Horses Pawing in the Trailer

Do you have trouble with your horses pawing while in the trailer? Check out this Q&A with Julie Goodnight.
Avatar:
Author:
Publish date:
Social count:
0
Do you have trouble with your horses pawing while in the trailer? Check out this Q&A with Julie Goodnight.

Q:I have a 19-year-old Quarter Horse gelding that paws in the trailer. I travel with him quite and bit and have no problems loading him in the trailer, but he paws when we come to a stop. I recently purchased a 7-year-old Quarter Horse gelding, and when I put him in the trailer to bring him home, he also started pawing. I'd like to solve this problem beforeI put them together in the trailer and exacerbate the problem. Any suggestions?
-Marcy Luttrell, Indiana

Pawing is a horse's way to express frustration with standing still and his desire to move.

Pawing is a horse's way to express frustration with standing still and his desire to move.

A: It's important to understand where pawing behavior stems from. It signals frustration in a horse and his desire to move. Sometimes that frustration can morph into anger, which is expressed when a horse stomps his foot.

Fixing a pawing problem is a complicated matter, especially in a horse of an advanced age or one with a nervous and impatient temperament. My best advice for you and your aged horse is to wait to load him until absolutely necessary---right before you head down the driveway. Some horses get anxious in the trailer, so keeping time spent standing in a it to a minimum will help ease that anxiety. While you're moving, the horse will usually stand on all four feet for better balance, so minimizing time spent standing in a stopped trailer is best.

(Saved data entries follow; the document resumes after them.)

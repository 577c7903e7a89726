//! RankCriteriaHandler - overwrites criterion weights.

use std::collections::HashMap;
use std::sync::Arc;

use tracing::info;

use crate::domain::foundation::{CommandMetadata, CriterionId, EngineError};
use crate::ports::CriterionRepository;

/// Command carrying the new weight of each listed criterion.
#[derive(Debug, Clone)]
pub struct RankCriteriaCommand {
    pub weights: HashMap<CriterionId, i32>,
}

/// Handler for re-weighting criteria.
///
/// Every listed criterion must exist; nothing is written otherwise. Returns
/// the sum of all criterion weights after the update.
pub struct RankCriteriaHandler {
    criteria: Arc<dyn CriterionRepository>,
}

impl RankCriteriaHandler {
    pub fn new(criteria: Arc<dyn CriterionRepository>) -> Self {
        Self { criteria }
    }

    pub async fn handle(&self, cmd: RankCriteriaCommand, metadata: CommandMetadata) -> Result<i64, EngineError> {
        let mut criteria = self.criteria.list().await?;

        if let Some(unknown) = cmd
            .weights
            .keys()
            .find(|id| !criteria.iter().any(|c| &c.id == *id))
        {
            return Err(EngineError::UnknownCriterion(*unknown));
        }

        for criterion in criteria.iter_mut() {
            if let Some(weight) = cmd.weights.get(&criterion.id) {
                criterion.weight = *weight;
                self.criteria.save(criterion).await?;
            }
        }

        let total: i64 = criteria.iter().map(|c| i64::from(c.weight)).sum();
        info!(
            criteria = criteria.len(),
            total_weight = total,
            correlation_id = metadata.correlation_id(),
            "Criteria re-weighted"
        );
        Ok(total)
    }
}
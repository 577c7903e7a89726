//! Analysis domain events.
//!
//! Published after a decision maker's relation has been scored. Payloads
//! carry summarized results so subscribers do not need to re-read the
//! judgment tables.

use serde::{Deserialize, Serialize};
use std::collections::HashMap;

use super::{CopelandResult, DominanceResult};
use crate::domain::foundation::{domain_event, AlternativeId, DecisionMakerId, EventId, Timestamp};

/// Published when Copeland scores are recomputed for a decision maker.
#[derive(Debug, Clone, Serialize, Deserialize)]
pub struct CopelandScoresComputed {
    /// Unique event identifier for deduplication.
    pub event_id: EventId,
    pub decision_maker_id: DecisionMakerId,
    /// Map of alternative -> number of wins and ties.
    pub scores: HashMap<AlternativeId, u32>,
    pub winners: Vec<AlternativeId>,
    /// Number of unordered pairs without a judgment.
    pub missing_pairs: usize,
    pub computed_at: Timestamp,
}

impl CopelandScoresComputed {
    pub fn from_result(result: &CopelandResult) -> Self {
        Self {
            event_id: EventId::new(),
            decision_maker_id: result.decision_maker_id,
            scores: result.scores.clone(),
            winners: result.winners.clone(),
            missing_pairs: result.warning.as_ref().map(|w| w.missing.len()).unwrap_or(0),
            computed_at: Timestamp::now(),
        }
    }
}

domain_event!(
    CopelandScoresComputed,
    event_type = "analysis.copeland_scores_computed.v1",
    schema_version = 1,
    aggregate_id = decision_maker_id,
    aggregate_type = "DecisionMaker",
    occurred_at = computed_at,
    event_id = event_id
);

/// Published when the non-dominated set is recomputed for a decision maker.
#[derive(Debug, Clone, Serialize, Deserialize)]
pub struct DominanceAnalyzed {
    pub event_id: EventId,
    pub decision_maker_id: DecisionMakerId,
    pub non_dominated: Vec<AlternativeId>,
    /// Number of strict edges in the preference graph.
    pub strict_edges: usize,
    pub missing_pairs: usize,
    pub analyzed_at: Timestamp,
}

impl DominanceAnalyzed {
    pub fn from_result(result: &DominanceResult) -> Self {
        Self {
            event_id: EventId::new(),
            decision_maker_id: result.decision_maker_id,
            non_dominated: result.non_dominated.clone(),
            strict_edges: result.matrix.edges.iter().filter(|e| !e.mutual).count(),
            missing_pairs: result.warning.as_ref().map(|w| w.missing.len()).unwrap_or(0),
            analyzed_at: Timestamp::now(),
        }
    }
}

domain_event!(
    DominanceAnalyzed,
    event_type = "analysis.dominance_analyzed.v1",
    schema_version = 1,
    aggregate_id = decision_maker_id,
    aggregate_type = "DecisionMaker",
    occurred_at = analyzed_at,
    event_id = event_id
);
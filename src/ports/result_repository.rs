//! Aggregated result repository port.
//!
//! Stored Copeland scores are a cache; they are only ever replaced
//! wholesale for one decision maker.

use async_trait::async_trait;

use crate::domain::analysis::AggregatedResult;
use crate::domain::foundation::{AlternativeId, DecisionMakerId, DomainError};

/// Repository port for per-decision-maker Copeland scores.
#[async_trait]
pub trait ResultRepository: Send + Sync {
    /// Replace every stored result of the decision maker in one write.
    async fn replace_results(
        &self,
        decision_maker_id: &DecisionMakerId,
        results: &[AggregatedResult],
    ) -> Result<(), DomainError>;

    /// Results of one decision maker.
    async fn find_by_decision_maker(&self, id: &DecisionMakerId) -> Result<Vec<AggregatedResult>, DomainError>;

    /// All stored results.
    async fn list(&self) -> Result<Vec<AggregatedResult>, DomainError>;

    /// Delete every result naming the alternative.
    async fn delete_by_alternative(&self, id: &AlternativeId) -> Result<(), DomainError>;

    /// Delete the results of a decision maker.
    async fn delete_by_decision_maker(&self, id: &DecisionMakerId) -> Result<(), DomainError>;
}
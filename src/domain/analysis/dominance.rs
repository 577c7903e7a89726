//! Dominance Analyzer - non-dominated alternatives via a signed incidence matrix.
//!
//! This is a structural characterization of "best" that is independent of
//! Copeland counting. On cyclic preferences the two disagree, and callers
//! receive both.

use serde::{Deserialize, Serialize};

use crate::domain::foundation::{AlternativeId, DecisionMakerId};
use crate::domain::judgment::{Outcome, PreferenceRelation, RelationWarning};

/// A directed edge `tail -> head`, meaning tail is preferred to head.
#[derive(Debug, Clone, Copy, PartialEq, Eq, Serialize, Deserialize)]
pub struct Edge {
    pub tail: AlternativeId,
    pub head: AlternativeId,
    /// One half of an `Equal` judgment. Mutual edges never dominate.
    pub mutual: bool,
}

/// Preference graph of one decision maker.
#[derive(Debug, Clone, PartialEq, Eq, Serialize, Deserialize)]
pub struct PreferenceGraph {
    pub nodes: Vec<AlternativeId>,
    pub edges: Vec<Edge>,
}

impl PreferenceGraph {
    /// Builds the graph from each unordered pair's judgment.
    ///
    /// Greater gives `A -> B`, Less gives `B -> A`, Equal gives both as
    /// mutual edges. Unjudged pairs and self pairs give no edge.
    pub fn build(relation: &PreferenceRelation, alternatives: &[AlternativeId]) -> Self {
        let mut edges = Vec::new();
        for (i, a) in alternatives.iter().enumerate() {
            for b in &alternatives[i + 1..] {
                if a == b {
                    continue;
                }
                match relation.outcome(*a, *b) {
                    Some(Outcome::Greater) => edges.push(Edge { tail: *a, head: *b, mutual: false }),
                    Some(Outcome::Less) => edges.push(Edge { tail: *b, head: *a, mutual: false }),
                    Some(Outcome::Equal) => {
                        edges.push(Edge { tail: *a, head: *b, mutual: true });
                        edges.push(Edge { tail: *b, head: *a, mutual: true });
                    }
                    None => {}
                }
            }
        }
        Self {
            nodes: alternatives.to_vec(),
            edges,
        }
    }

    /// Edges that express a strict preference.
    pub fn strict_edges(&self) -> impl Iterator<Item = &Edge> {
        self.edges.iter().filter(|e| !e.mutual)
    }
}

/// Node-by-edge matrix: +1 where the node is an edge's tail, -1 where it is
/// the head, 0 otherwise.
#[derive(Debug, Clone, PartialEq, Eq, Serialize, Deserialize)]
pub struct IncidenceMatrix {
    pub nodes: Vec<AlternativeId>,
    pub edges: Vec<Edge>,
    pub rows: Vec<Vec<i8>>,
}

impl IncidenceMatrix {
    /// Builds the signed incidence matrix of a graph.
    pub fn from_graph(graph: &PreferenceGraph) -> Self {
        let rows = graph
            .nodes
            .iter()
            .map(|node| {
                graph
                    .edges
                    .iter()
                    .map(|edge| {
                        if edge.tail == *node {
                            1
                        } else if edge.head == *node {
                            -1
                        } else {
                            0
                        }
                    })
                    .collect()
            })
            .collect();
        Self {
            nodes: graph.nodes.clone(),
            edges: graph.edges.clone(),
            rows,
        }
    }

    /// Returns true when the node's row holds a -1 on some strict edge.
    pub fn is_dominated(&self, node: usize) -> bool {
        self.rows
            .get(node)
            .map(|row| {
                row.iter()
                    .zip(&self.edges)
                    .any(|(sign, edge)| *sign == -1 && !edge.mutual)
            })
            .unwrap_or(false)
    }

    /// Nodes never at the head of a strict edge, in node order.
    pub fn non_dominated(&self) -> Vec<AlternativeId> {
        self.nodes
            .iter()
            .enumerate()
            .filter(|(i, _)| !self.is_dominated(*i))
            .map(|(_, id)| *id)
            .collect()
    }
}

/// Dominance analysis output for one decision maker.
#[derive(Debug, Clone, PartialEq, Eq, Serialize, Deserialize)]
pub struct DominanceResult {
    pub decision_maker_id: DecisionMakerId,
    pub non_dominated: Vec<AlternativeId>,
    pub matrix: IncidenceMatrix,
    pub warning: Option<RelationWarning>,
}

/// Graph dominance functions.
pub struct DominanceAnalyzer;

impl DominanceAnalyzer {
    /// Finds the alternatives no other alternative strictly beats.
    ///
    /// # Edge Cases
    /// - Incomplete relation: sparser graph, possibly larger set, plus a warning
    /// - Cyclic relation: every node is dominated, so the set is empty
    /// - All Equal: every node is non-dominated
    pub fn analyze(relation: &PreferenceRelation, alternatives: &[AlternativeId]) -> DominanceResult {
        let graph = PreferenceGraph::build(relation, alternatives);
        let matrix = IncidenceMatrix::from_graph(&graph);

        DominanceResult {
            decision_maker_id: relation.decision_maker_id(),
            non_dominated: matrix.non_dominated(),
            matrix,
            warning: relation.completeness_warning(alternatives),
        }
    }
}

#[cfg(test)]
mod tests {
    use super::*;
    use crate::domain::analysis::CopelandScorer;
    use crate::domain::judgment::JudgmentPair;

    fn relation_with(
        alts: &[AlternativeId],
        judgments: &[(usize, usize, Outcome)],
    ) -> PreferenceRelation {
        let dm = DecisionMakerId::new();
        let mut relation = PreferenceRelation::new(dm);
        for alt in alts {
            relation.seed_reflexive(*alt);
        }
        for (a, b, outcome) in judgments {
            relation
                .apply(&JudgmentPair::new(dm, alts[*a], alts[*b], *outcome).unwrap())
                .unwrap();
        }
        relation
    }

    fn alts(n: usize) -> Vec<AlternativeId> {
        (0..n).map(|_| AlternativeId::new()).collect()
    }

    // Graph Construction Tests

    #[test]
    fn greater_and_less_orient_edges() {
        let ids = alts(2);
        let relation = relation_with(&ids, &[(0, 1, Outcome::Less)]);

        let graph = PreferenceGraph::build(&relation, &ids);
        assert_eq!(graph.edges, vec![Edge { tail: ids[1], head: ids[0], mutual: false }]);
    }

    #[test]
    fn equal_gives_two_mutual_edges() {
        let ids = alts(2);
        let relation = relation_with(&ids, &[(0, 1, Outcome::Equal)]);

        let graph = PreferenceGraph::build(&relation, &ids);
        assert_eq!(graph.edges.len(), 2);
        assert!(graph.edges.iter().all(|e| e.mutual));
        assert_eq!(graph.strict_edges().count(), 0);
    }

    #[test]
    fn reflexive_seeds_give_no_edges() {
        let ids = alts(3);
        let relation = relation_with(&ids, &[]);
        let graph = PreferenceGraph::build(&relation, &ids);
        assert!(graph.edges.is_empty());
    }

    #[test]
    fn incidence_rows_mark_tail_and_head() {
        let ids = alts(3);
        let relation = relation_with(&ids, &[(0, 1, Outcome::Greater)]);

        let matrix = IncidenceMatrix::from_graph(&PreferenceGraph::build(&relation, &ids));
        assert_eq!(matrix.rows, vec![vec![1], vec![-1], vec![0]]);
    }

    // Non-Dominated Set Tests

    #[test]
    fn transitive_relation_has_single_non_dominated() {
        let ids = alts(3);
        let relation = relation_with(
            &ids,
            &[
                (0, 1, Outcome::Greater),
                (1, 2, Outcome::Greater),
                (0, 2, Outcome::Greater),
            ],
        );

        let result = DominanceAnalyzer::analyze(&relation, &ids);
        assert_eq!(result.non_dominated, vec![ids[0]]);
        assert!(result.warning.is_none());
    }

    #[test]
    fn cyclic_relation_diverges_from_copeland_winners() {
        let ids = alts(3);
        let relation = relation_with(
            &ids,
            &[
                (0, 1, Outcome::Greater),
                (1, 2, Outcome::Greater),
                (2, 0, Outcome::Greater),
            ],
        );

        let dominance = DominanceAnalyzer::analyze(&relation, &ids);
        let copeland = CopelandScorer::score(&relation, &ids);

        assert!(dominance.non_dominated.is_empty());
        assert_eq!(copeland.winners.len(), 3);
        assert_ne!(dominance.non_dominated, copeland.winners);
    }

    #[test]
    fn equal_alternatives_are_both_non_dominated() {
        let ids = alts(3);
        let relation = relation_with(
            &ids,
            &[
                (0, 1, Outcome::Equal),
                (0, 2, Outcome::Greater),
                (1, 2, Outcome::Greater),
            ],
        );

        let result = DominanceAnalyzer::analyze(&relation, &ids);
        assert_eq!(result.non_dominated, vec![ids[0], ids[1]]);
    }

    #[test]
    fn incomplete_relation_widens_set_and_warns() {
        let ids = alts(3);
        let relation = relation_with(&ids, &[(0, 1, Outcome::Greater)]);

        let result = DominanceAnalyzer::analyze(&relation, &ids);
        assert_eq!(result.non_dominated, vec![ids[0], ids[2]]);
        assert_eq!(result.warning.map(|w| w.missing.len()), Some(2));
    }

    #[test]
    fn empty_relation_leaves_everyone_non_dominated() {
        let ids = alts(2);
        let relation = PreferenceRelation::new(DecisionMakerId::new());
        let result = DominanceAnalyzer::analyze(&relation, &ids);
        assert_eq!(result.non_dominated, ids);
    }
}
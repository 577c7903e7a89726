//! SetDirectionHandler - chooses whether a criterion is maximized or minimized.

use std::sync::Arc;

use crate::domain::criteria::{Direction, NormalizedMark};
use crate::domain::foundation::{CommandMetadata, CriterionId, EngineError};
use crate::ports::{CriterionRepository, EventPublisher, MarkRepository};

use super::normalize_criterion::renormalize;

/// Command to set a criterion's direction.
#[derive(Debug, Clone)]
pub struct SetDirectionCommand {
    pub criterion_id: CriterionId,
    pub direction: Direction,
}

/// Handler for setting a direction. Renormalizes the criterion afterwards.
pub struct SetDirectionHandler {
    criteria: Arc<dyn CriterionRepository>,
    marks: Arc<dyn MarkRepository>,
    event_publisher: Arc<dyn EventPublisher>,
}

impl SetDirectionHandler {
    pub fn new(
        criteria: Arc<dyn CriterionRepository>,
        marks: Arc<dyn MarkRepository>,
        event_publisher: Arc<dyn EventPublisher>,
    ) -> Self {
        Self {
            criteria,
            marks,
            event_publisher,
        }
    }

    pub async fn handle(
        &self,
        cmd: SetDirectionCommand,
        metadata: CommandMetadata,
    ) -> Result<Vec<NormalizedMark>, EngineError> {
        let mut criterion = self
            .criteria
            .find_by_id(&cmd.criterion_id)
            .await?
            .ok_or(EngineError::UnknownCriterion(cmd.criterion_id))?;

        criterion.direction = Some(cmd.direction);
        self.criteria.save(&criterion).await?;

        renormalize(
            self.marks.as_ref(),
            self.event_publisher.as_ref(),
            &criterion,
            &metadata,
        )
        .await
    }
}

#[cfg(test)]
mod tests {
    use super::*;
    use crate::application::handlers::test_support::TestContext;
    use crate::domain::criteria::{Criterion, CriterionKind, Mark};

    #[tokio::test]
    async fn flipping_direction_inverts_normalization() {
        let ctx = TestContext::new();
        let criterion = Criterion::new("Noise", 1, CriterionKind::Quantitative)
            .unwrap()
            .with_direction(Direction::Maximize);
        ctx.repos.criterion_repository().save(&criterion).await.unwrap();
        let quiet = Mark::new(criterion.id, "quiet", 20);
        let loud = Mark::new(criterion.id, "loud", 80);
        ctx.repos.mark_repository().save(&quiet).await.unwrap();
        ctx.repos.mark_repository().save(&loud).await.unwrap();

        let handler = SetDirectionHandler::new(
            ctx.repos.criterion_repository(),
            ctx.repos.mark_repository(),
            ctx.publisher(),
        );
        let normalized = handler
            .handle(
                SetDirectionCommand { criterion_id: criterion.id, direction: Direction::Minimize },
                CommandMetadata::test_fixture(),
            )
            .await
            .unwrap();

        let quiet_value = normalized.iter().find(|n| n.mark_id == quiet.id).map(|n| n.value.value());
        let loud_value = normalized.iter().find(|n| n.mark_id == loud.id).map(|n| n.value.value());
        assert_eq!(quiet_value, Some(100));
        assert_eq!(loud_value, Some(25));

        let stored = ctx.repos.criterion_repository().find_by_id(&criterion.id).await.unwrap().unwrap();
        assert_eq!(stored.direction, Some(Direction::Minimize));
    }
}
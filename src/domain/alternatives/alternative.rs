//! Alternative - one of the options being ranked.

use serde::{Deserialize, Serialize};

use crate::domain::foundation::{AlternativeId, ValidationError};

/// An option under consideration.
#[derive(Debug, Clone, PartialEq, Eq, Serialize, Deserialize)]
pub struct Alternative {
    pub id: AlternativeId,
    pub name: String,
}

impl Alternative {
    /// Creates a new alternative, rejecting a blank name.
    pub fn new(name: impl Into<String>) -> Result<Self, ValidationError> {
        let name = name.into();
        if name.trim().is_empty() {
            return Err(ValidationError::empty_field("name"));
        }
        Ok(Self {
            id: AlternativeId::new(),
            name,
        })
    }
}
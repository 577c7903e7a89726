//! Criterion repository port.
//!
//! Criteria and their marks are stored separately; normalization writes go
//! through [`MarkRepository::replace_normalized`] so every mark of a
//! criterion changes in one call.

use async_trait::async_trait;

use crate::domain::criteria::{Criterion, Mark, NormalizedMark};
use crate::domain::foundation::{CriterionId, DomainError, MarkId};

/// Repository port for criteria.
#[async_trait]
pub trait CriterionRepository: Send + Sync {
    /// Insert or replace a criterion.
    async fn save(&self, criterion: &Criterion) -> Result<(), DomainError>;

    /// Find a criterion by its ID.
    ///
    /// Returns `None` if not found.
    async fn find_by_id(&self, id: &CriterionId) -> Result<Option<Criterion>, DomainError>;

    /// All criteria in insertion order.
    async fn list(&self) -> Result<Vec<Criterion>, DomainError>;

    /// Delete a criterion. Marks are removed separately.
    async fn delete(&self, id: &CriterionId) -> Result<(), DomainError>;
}

/// Repository port for marks.
#[async_trait]
pub trait MarkRepository: Send + Sync {
    /// Insert or replace a mark.
    async fn save(&self, mark: &Mark) -> Result<(), DomainError>;

    /// Find a mark by its ID.
    async fn find_by_id(&self, id: &MarkId) -> Result<Option<Mark>, DomainError>;

    /// Marks of one criterion in insertion order.
    async fn find_by_criterion(&self, criterion_id: &CriterionId) -> Result<Vec<Mark>, DomainError>;

    /// All marks in insertion order.
    async fn list(&self) -> Result<Vec<Mark>, DomainError>;

    /// Overwrite the normalized value of every listed mark in one write.
    ///
    /// Marks of the criterion missing from `normalized` are reset to
    /// `None`.
    ///
    /// # Errors
    ///
    /// - `MarkNotFound` if a listed mark does not belong to the criterion;
    ///   nothing is written in that case
    async fn replace_normalized(
        &self,
        criterion_id: &CriterionId,
        normalized: &[NormalizedMark],
    ) -> Result<(), DomainError>;

    /// Delete every mark of a criterion, returning the removed IDs.
    async fn delete_by_criterion(&self, criterion_id: &CriterionId) -> Result<Vec<MarkId>, DomainError>;
}
//! RecordJudgmentHandler - stores one pairwise judgment and its inverse.

use std::sync::Arc;

use tracing::{debug, info};

use crate::domain::foundation::{
    AlternativeId, CommandMetadata, DecisionMakerId, EngineError, SerializableDomainEvent,
};
use crate::domain::judgment::{JudgmentPair, JudgmentRecorded, Outcome};
use crate::ports::{AlternativeRepository, DecisionMakerRepository, EventPublisher, JudgmentRepository};

/// Command to record "first <outcome> second" for a decision maker.
#[derive(Debug, Clone)]
pub struct RecordJudgmentCommand {
    pub decision_maker_id: DecisionMakerId,
    pub first: AlternativeId,
    pub second: AlternativeId,
    pub outcome: Outcome,
}

/// Handler for recording judgments.
///
/// The judgment and its inverse reach the repository in one `record` call.
pub struct RecordJudgmentHandler {
    alternatives: Arc<dyn AlternativeRepository>,
    decision_makers: Arc<dyn DecisionMakerRepository>,
    judgments: Arc<dyn JudgmentRepository>,
    event_publisher: Arc<dyn EventPublisher>,
}

impl RecordJudgmentHandler {
    pub fn new(
        alternatives: Arc<dyn AlternativeRepository>,
        decision_makers: Arc<dyn DecisionMakerRepository>,
        judgments: Arc<dyn JudgmentRepository>,
        event_publisher: Arc<dyn EventPublisher>,
    ) -> Self {
        Self {
            alternatives,
            decision_makers,
            judgments,
            event_publisher,
        }
    }

    pub async fn handle(
        &self,
        cmd: RecordJudgmentCommand,
        metadata: CommandMetadata,
    ) -> Result<JudgmentPair, EngineError> {
        if self.decision_makers.find_by_id(&cmd.decision_maker_id).await?.is_none() {
            return Err(unknown_decision_maker(cmd.decision_maker_id));
        }
        let known: Vec<AlternativeId> = self.alternatives.list().await?.iter().map(|a| a.id).collect();
        let pair = build_pair(&known, cmd.decision_maker_id, cmd.first, cmd.second, cmd.outcome)?;

        self.judgments.record(&pair).await?;
        info!(
            decision_maker_id = %cmd.decision_maker_id,
            first = %cmd.first,
            second = %cmd.second,
            outcome = %cmd.outcome,
            "Judgment recorded"
        );

        let envelope = JudgmentRecorded::from_pair(&pair)
            .to_envelope()?
            .with_correlation_id(metadata.correlation_id());
        debug!(event_type = %envelope.event_type, "Publishing event");
        self.event_publisher.publish(envelope).await?;

        Ok(pair)
    }
}

/// Validates both alternatives against `known` and builds the pair.
pub(crate) fn build_pair(
    known: &[AlternativeId],
    decision_maker_id: DecisionMakerId,
    first: AlternativeId,
    second: AlternativeId,
    outcome: Outcome,
) -> Result<JudgmentPair, EngineError> {
    for id in [first, second] {
        if !known.contains(&id) {
            return Err(EngineError::invalid_pair(format!("unknown alternative {}", id)));
        }
    }
    JudgmentPair::new(decision_maker_id, first, second, outcome)
}

pub(crate) fn unknown_decision_maker(id: DecisionMakerId) -> EngineError {
    EngineError::invalid_pair(format!("unknown decision maker {}", id))
}
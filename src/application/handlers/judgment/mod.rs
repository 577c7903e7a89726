//! Judgment command and query handlers.

mod record_judgment;
mod record_judgments;
mod suggest_comparison;

pub use record_judgment::{RecordJudgmentCommand, RecordJudgmentHandler};
pub use record_judgments::{JudgmentInput, RecordJudgmentsCommand, RecordJudgmentsHandler};
pub use suggest_comparison::{SuggestComparisonHandler, SuggestComparisonQuery};
//! NormalizeCriterionHandler - recomputes every normalized mark of a criterion.

use std::sync::Arc;

use tracing::{debug, info, warn};

use crate::domain::criteria::{Criterion, CriterionNormalized, NormalizedMark, Normalizer};
use crate::domain::foundation::{CommandMetadata, CriterionId, EngineError, SerializableDomainEvent};
use crate::ports::{CriterionRepository, EventPublisher, MarkRepository};

/// Command to normalize one criterion.
#[derive(Debug, Clone)]
pub struct NormalizeCriterionCommand {
    pub criterion_id: CriterionId,
}

/// Handler for normalizing a criterion's marks.
pub struct NormalizeCriterionHandler {
    criteria: Arc<dyn CriterionRepository>,
    marks: Arc<dyn MarkRepository>,
    event_publisher: Arc<dyn EventPublisher>,
}

impl NormalizeCriterionHandler {
    pub fn new(
        criteria: Arc<dyn CriterionRepository>,
        marks: Arc<dyn MarkRepository>,
        event_publisher: Arc<dyn EventPublisher>,
    ) -> Self {
        Self {
            criteria,
            marks,
            event_publisher,
        }
    }

    pub async fn handle(
        &self,
        cmd: NormalizeCriterionCommand,
        metadata: CommandMetadata,
    ) -> Result<Vec<NormalizedMark>, EngineError> {
        let criterion = self
            .criteria
            .find_by_id(&cmd.criterion_id)
            .await?
            .ok_or(EngineError::UnknownCriterion(cmd.criterion_id))?;

        renormalize(
            self.marks.as_ref(),
            self.event_publisher.as_ref(),
            &criterion,
            &metadata,
        )
        .await
    }
}

/// Recomputes and stores the normalized values of every mark of `criterion`.
///
/// On failure the criterion's normalized values are cleared so no mark keeps
/// a value computed from different inputs, and the error is returned.
pub(crate) async fn renormalize(
    marks: &dyn MarkRepository,
    event_publisher: &dyn EventPublisher,
    criterion: &Criterion,
    metadata: &CommandMetadata,
) -> Result<Vec<NormalizedMark>, EngineError> {
    let current = marks.find_by_criterion(&criterion.id).await?;

    let normalized = match Normalizer::normalize(criterion, &current) {
        Ok(normalized) => normalized,
        Err(err) => {
            marks.replace_normalized(&criterion.id, &[]).await?;
            warn!(
                criterion_id = %criterion.id,
                error = %err,
                "Normalization failed, normalized values cleared"
            );
            return Err(err);
        }
    };

    marks.replace_normalized(&criterion.id, &normalized).await?;
    info!(
        criterion_id = %criterion.id,
        marks = normalized.len(),
        "Criterion normalized"
    );

    let envelope = CriterionNormalized::new(criterion.id, normalized.clone())
        .to_envelope()?
        .with_correlation_id(metadata.correlation_id());
    debug!(event_type = %envelope.event_type, "Publishing event");
    event_publisher.publish(envelope).await?;

    Ok(normalized)
}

If your horse paws when you stop, you can lightly bump your brakes to get him standing on all four feet. But remember, if you tap your brakes to jar one horse, it jars any other horses in the trailer, too.

Groundwork outside the trailer might also help a pawing horse get over his frustration and develop more patience. I work with my young horses to get them to stand still like statues in all situations. Horses can be impulsive about moving, and this exercise helps teach them to control their movements.

I start by tying my young horses, yearlings and older, to a "patience post" (a hitching post or rail situated in a shady area). It's a good idea to put down rubber mats at the rail or post; that way, if a horse does paw, he won't be able to dig a big hole. Let him experience other horses coming and going, and only untie him when he's relaxed and not pawing. Your horse's temperament will really come out in this situation. Depending on how fidgety a horse is, he might spend several hours a day tied until he figures out that he'll be there a while, so he needs to be patient.

Also work on ground tying. It's another skill that requires your horse to be patient. Outfit your horse in a rope halter with a 12- to 15-foot lead. Stand facing your horse, a little to the left side, with your toes pointing at his shoulder. Tell your horse "whoa." Correct him every time he moves, using enough pressure with the rope to motivate him to think before he moves again. Increase the distance between you and your horse, until you're holding the very end of the lead and laying it on the ground. Practice at times when your horse wouldn't want to stand still---when horses are coming and going from the barn or working in the nearby arena, for example.

When you work on ground tying, remember that your goal is to be in control of your horse's feet, even when he's not moving. It's a skill that you have to reinforce and practice over and over. Most important: Be patient. Don't mirror your horse's impatience, or you'll limit your chance of success.